We speak today of the annihilation of the Jews of Europe. We insist that country after country acknowledge the Shoah. We demand that the United Nations and its member states recognize and observe an annual Holocaust Remembrance Day — a demand the world body heeded in ‘005. Indirectly, at least, we pressure European countries and industry to confront their history, such as in the case of the Swiss bank accounts and the various slave labor cases of the last decade. Inherent in all this is a reckoning with the past.

Earlier this year, we also urged the United Nations to condemn all attempts at Holocaust denial. Among those leading that charge were Glen Lewy, the ADL’s national chairman, and Abe Foxman, its national director.

In a letter to delegates who were sitting on the fence before the successful U.N. vote, the two wrote, "It is a sad reality that the denial of the Holocaust is becoming increasingly common…. We urge you to support this important declaration by the international community reinforcing that it will never forget the Holocaust and rejecting those who seek to deny it. Furthermore, such a declaration is critical to ensuring that the world does not ignore current and future acts of genocide."

Hitler’s purported citing of the Armenian genocide ably proves that last point, but that is of no consequence to the ADL’s leaders. In April, the Los Angeles Times quoted Foxman as saying of the massacres, "The Jewish community shouldn’t be the arbiter of that history. And I don’t think the U.S. Congress should be the arbiter either."

Last week, Foxman went so far as to fire an ADL regional director who disagreed with this. That move sparked a storm of such fury that the ADL actually began to use the word "genocide" by midweek (in fact, the ADL has never denied "the massacres"), although it changed its position not a whit. It remains opposed to the United States taking official notice of "the massacres." Turkey, after all, is Israel’s closest Muslim ally and Israel’s needs must take precedence over the truth.

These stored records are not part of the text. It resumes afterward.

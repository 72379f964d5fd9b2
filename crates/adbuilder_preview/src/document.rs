// SPDX-License-Identifier: MIT OR Apache-2.0
//! Saved ad documents: elements plus their timeline.

use crate::error::{PreviewError, Result};
use adbuilder_timeline::{AnimationProperty, Easing, Element, Point, PropertyValue, TimelineState};
use serde::{Deserialize, Serialize};
use std::path::Path;

/// A saved document as the editor writes it
#[derive(Debug, Clone, PartialEq, Serialize, Deserialize)]
#[serde(rename_all = "camelCase")]
pub struct Document {
    /// Canvas width in pixels
    #[serde(default = "default_canvas_width")]
    pub canvas_width: f64,
    /// Canvas height in pixels
    #[serde(default = "default_canvas_height")]
    pub canvas_height: f64,
    /// Elements in paint order
    pub elements: Vec<Element>,
    /// Animation timeline
    #[serde(default)]
    pub timeline: TimelineState,
}

fn default_canvas_width() -> f64 {
    300.0
}

fn default_canvas_height() -> f64 {
    250.0
}

impl Document {
    /// Read a document from a JSON file
    pub fn load(path: &Path) -> Result<Self> {
        let content = std::fs::read_to_string(path).map_err(|e| PreviewError::io(path, e))?;
        Self::from_json(&content).map_err(|source| PreviewError::Document {
            path: path.to_path_buf(),
            source,
        })
    }

    /// Parse a document. Playback state is never restored.
    pub fn from_json(json: &str) -> std::result::Result<Self, serde_json::Error> {
        let mut document: Self = serde_json::from_str(json)?;
        document.timeline.is_playing = false;
        Ok(document)
    }

    /// Write a document as pretty JSON
    pub fn save(&self, path: &Path) -> Result<()> {
        let json = serde_json::to_string_pretty(self).map_err(|source| PreviewError::Document {
            path: path.to_path_buf(),
            source,
        })?;
        std::fs::write(path, json).map_err(|e| PreviewError::io(path, e))
    }

    /// Built-in 300x250 banner used when no document is given
    pub fn demo() -> Self {
        let mut headline = Element::text("headline", "Summer Sale");
        headline.x = 20.0;
        headline.y = 30.0;
        let mut cta = Element::button("cta", "Shop now");
        cta.x = 70.0;
        cta.y = 170.0;
        let mut hero = Element::image("hero", "hero.png");
        hero.x = 180.0;
        hero.y = 60.0;
        hero.width = 100.0;
        hero.height = 100.0;

        let mut timeline = TimelineState::with_duration(4.0);
        timeline.looping = true;

        let h = &headline.id;
        timeline.insert_keyframe(h, 0.0, PropertyValue::Position(Point::new(-220.0, 30.0)), Easing::Linear);
        timeline.insert_keyframe(h, 1.0, PropertyValue::Position(Point::new(20.0, 30.0)), Easing::EaseOut);
        timeline.insert_keyframe(h, 0.0, PropertyValue::Opacity(0.0), Easing::Linear);
        timeline.insert_keyframe(h, 0.8, PropertyValue::Opacity(1.0), Easing::Ease);

        let c = &cta.id;
        timeline.insert_keyframe(c, 1.0, PropertyValue::Scale(0.5), Easing::Linear);
        timeline.insert_keyframe(c, 1.8, PropertyValue::Scale(1.0), Easing::Elastic);

        let i = &hero.id;
        timeline.insert_keyframe(i, 0.5, PropertyValue::Position(Point::new(180.0, -120.0)), Easing::Linear);
        timeline.insert_keyframe(i, 1.6, PropertyValue::Position(Point::new(180.0, 60.0)), Easing::Bounce);
        timeline.insert_keyframe(i, 2.5, PropertyValue::Rotation(0.0), Easing::Linear);
        timeline.insert_keyframe(i, 3.5, PropertyValue::Rotation(360.0), Easing::EaseInOut);

        Self {
            canvas_width: default_canvas_width(),
            canvas_height: default_canvas_height(),
            elements: vec![headline, cta, hero],
            timeline,
        }
    }

    /// Number of elements with at least one keyframe
    pub fn animated_element_count(&self) -> usize {
        self.elements
            .iter()
            .filter(|e| self.timeline.has_animations(&e.id))
            .count()
    }

    /// Properties animated on each element, for the run summary
    pub fn animation_summary(&self) -> Vec<(String, Vec<AnimationProperty>)> {
        self.elements
            .iter()
            .filter(|e| self.timeline.has_animations(&e.id))
            .map(|e| (e.id.to_string(), self.timeline.animated_properties(&e.id)))
            .collect()
    }
}

#[cfg(test)]
mod tests {
    use super::*;

    #[test]
    fn test_demo_round_trips_through_json() {
        let demo = Document::demo();
        let json = serde_json::to_string(&demo).unwrap();
        let loaded = Document::from_json(&json).unwrap();
        assert_eq!(loaded, demo);
        assert_eq!(loaded.animated_element_count(), 3);
    }

    #[test]
    fn test_minimal_document() {
        let json = r#"{"elements":[{"id":"t","type":"text","text":"Hi","fontSize":20,"x":0,"y":0,"width":50,"height":20}]}"#;
        let doc = Document::from_json(json).unwrap();
        assert_eq!(doc.elements.len(), 1);
        assert_eq!(doc.timeline, TimelineState::new());
        assert_eq!(doc.canvas_width, 300.0);
    }

    #[test]
    fn test_playing_flag_is_cleared() {
        let mut demo = Document::demo();
        demo.timeline.is_playing = true;
        let json = serde_json::to_string(&demo).unwrap();
        assert!(!Document::from_json(&json).unwrap().timeline.is_playing);
    }

    #[test]
    fn test_summary_lists_animated_properties() {
        let summary = Document::demo().animation_summary();
        assert_eq!(summary[0].0, "headline");
        assert_eq!(summary[0].1, vec![AnimationProperty::Position, AnimationProperty::Opacity]);
    }
}
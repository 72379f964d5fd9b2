// SPDX-License-Identifier: MIT OR Apache-2.0
//! Error type for timeline operations.

use crate::keyframe::KeyframeId;
use crate::track::TrackId;
use crate::value::{AnimationProperty, ValueShape};
use thiserror::Error;

/// Errors surfaced by the keyframe store and persistence layer
#[derive(Debug, Error)]
pub enum TimelineError {
    /// No keyframe with this ID exists in any track
    #[error("Keyframe not found: {0:?}")]
    KeyframeNotFound(KeyframeId),

    /// No track with this ID exists
    #[error("Track not found: {0:?}")]
    TrackNotFound(TrackId),

    /// Value shape does not match the property
    #[error("Malformed value for {property}: expected {expected}")]
    MalformedValue {
        /// Property the value was given for
        property: AnimationProperty,
        /// Shape the property requires
        expected: ValueShape,
    },

    /// Property name outside the closed set
    #[error("Unknown animation property: {0:?}")]
    UnknownProperty(String),

    /// JSON (de)serialization error
    #[error("JSON error: {0}")]
    Json(#[from] serde_json::Error),

    /// RON parse error
    #[error("RON parse error: {0}")]
    Ron(#[from] ron::error::SpannedError),

    /// RON serialization error
    #[error("RON serialization error: {0}")]
    RonSerialize(#[from] ron::Error),
}

impl TimelineError {
    /// Whether this error only reports a missing ID
    pub fn is_not_found(&self) -> bool {
        matches!(self, Self::KeyframeNotFound(_) | Self::TrackNotFound(_))
    }
}

/// Result type for timeline operations
pub type Result<T> = std::result::Result<T, TimelineError>;
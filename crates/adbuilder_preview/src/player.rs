// SPDX-License-Identifier: MIT OR Apache-2.0
//! Headless playback of a document on the software tween runtime.

use crate::document::Document;
use crate::error::{PreviewError, Result};
use crate::settings::PreviewSettings;
use adbuilder_timeline::{
    export_css, format_time, sample_visual_state, AnimationHost, TickOutcome, TimelineCommand, TimelineSession,
    TweenRuntime,
};
use std::path::PathBuf;

/// Largest allowed gap between native and sampled state at a pause
const SYNC_EPSILON: f64 = 1e-6;

/// Outcome of a preview run
#[derive(Debug, Clone, Default, PartialEq)]
pub struct PreviewReport {
    /// Ticks simulated
    pub ticks: u32,
    /// Loop wraps seen
    pub wraps: u32,
    /// Whether playback reached the end and stopped on its own
    pub finished: bool,
    /// Playhead when the run ended
    pub final_time: f64,
    /// Largest native/sampled mismatch found at the final pause
    pub max_sync_error: f64,
}

/// Play a document until it finishes or the tick budget runs out
pub fn play(document: &Document, settings: &PreviewSettings) -> Result<PreviewReport> {
    let elements = &document.elements;
    let host = TweenRuntime::with_elements(elements);
    let mut session = TimelineSession::with_state(host, settings.playback, document.timeline.clone());
    let tick_ms = settings.playback.tick_millis();

    tracing::info!(
        "Playing {} elements ({} animated), {:.2}s at {}x{}",
        elements.len(),
        document.animated_element_count(),
        session.snapshot().duration,
        session.snapshot().playback_speed,
        if session.snapshot().looping { ", looping" } else { "" }
    );

    session.apply(TimelineCommand::Seek(0.0), elements)?;
    session.apply(TimelineCommand::Play, elements)?;

    let mut report = PreviewReport::default();
    while report.ticks < settings.max_ticks {
        let outcome = session.tick(elements);
        report.ticks += 1;
        match outcome {
            TickOutcome::Advanced => session.host_mut().advance(tick_ms),
            TickOutcome::Wrapped => {
                report.wraps += 1;
                tracing::info!("Loop {} wrapped to 0:00.00", report.wraps);
            }
            TickOutcome::Finished => {
                report.finished = true;
                break;
            }
            TickOutcome::Idle => break,
        }

        if settings.log_every > 0 && report.ticks % settings.log_every == 0 {
            log_frame(&session);
        }
    }

    if !report.finished {
        session.apply(TimelineCommand::Pause, elements)?;
    }
    report.final_time = session.snapshot().current_time;

    // Paused frames must agree with scrubbing
    for element in elements {
        let Some(live) = session.host().live_state(&element.id) else {
            continue;
        };
        let sampled = sample_visual_state(element, report.final_time, &session.snapshot().tracks);
        let error = live.max_distance(&sampled);
        if error > SYNC_EPSILON {
            tracing::warn!("{} out of sync by {:.3e} at pause", element.id, error);
        }
        report.max_sync_error = report.max_sync_error.max(error);
    }

    tracing::info!(
        "Stopped after {} ticks at {} ({} wraps)",
        report.ticks,
        format_time(report.final_time),
        report.wraps
    );
    Ok(report)
}

fn log_frame(session: &TimelineSession<TweenRuntime>) {
    let time = session.snapshot().current_time;
    for element_id in session.driver().bridge().active_elements() {
        if let Some(state) = session.host().live_state(element_id) {
            let (width, height) = state.effective_size();
            tracing::info!(
                "[{}] {}: pos=({:.1}, {:.1}) size={:.1}x{:.1} rot={:.1} opacity={:.2}",
                format_time(time),
                element_id,
                state.x,
                state.y,
                width,
                height,
                state.rotation,
                state.opacity
            );
        }
    }
}

/// Write one stylesheet with every animated element's keyframe table
pub fn export_stylesheet(document: &Document, settings: &PreviewSettings, file_stem: &str) -> Result<PathBuf> {
    let dir = &settings.output_dir;
    std::fs::create_dir_all(dir).map_err(|e| PreviewError::io(dir, e))?;

    let css = export_css(&document.elements, &document.timeline, settings.samples_per_segment);
    tracing::debug!("{} animated elements exported", document.animated_element_count());

    let path = dir.join(format!("{}.css", file_stem));
    std::fs::write(&path, css).map_err(|e| PreviewError::io(&path, e))?;
    tracing::info!("Wrote {}", path.display());
    Ok(path)
}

We are the People Israel. We are commanded to walk in God’s ways. If "everyone who deals dishonestly is abhorrent to the Lord your God," then genocide can never be denied and its victims can never be turned away.

And our leaders should be the first ones to say so; they should not be dragged kicking and screaming to do so, nor should they be teaching by example that inconvenient truths may be sacrificed on the altar of political expediency.

Shammai Engelmayer is rabbi of the Conservative synagogue Temple Israel Community Center in Cliffside Park and an instructor in the UJA-Federation-sponsored Florence Melton Adult Mini-School of the Hebrew University. He is the editor of Judaism: A Journal of Jewish Life and Thought.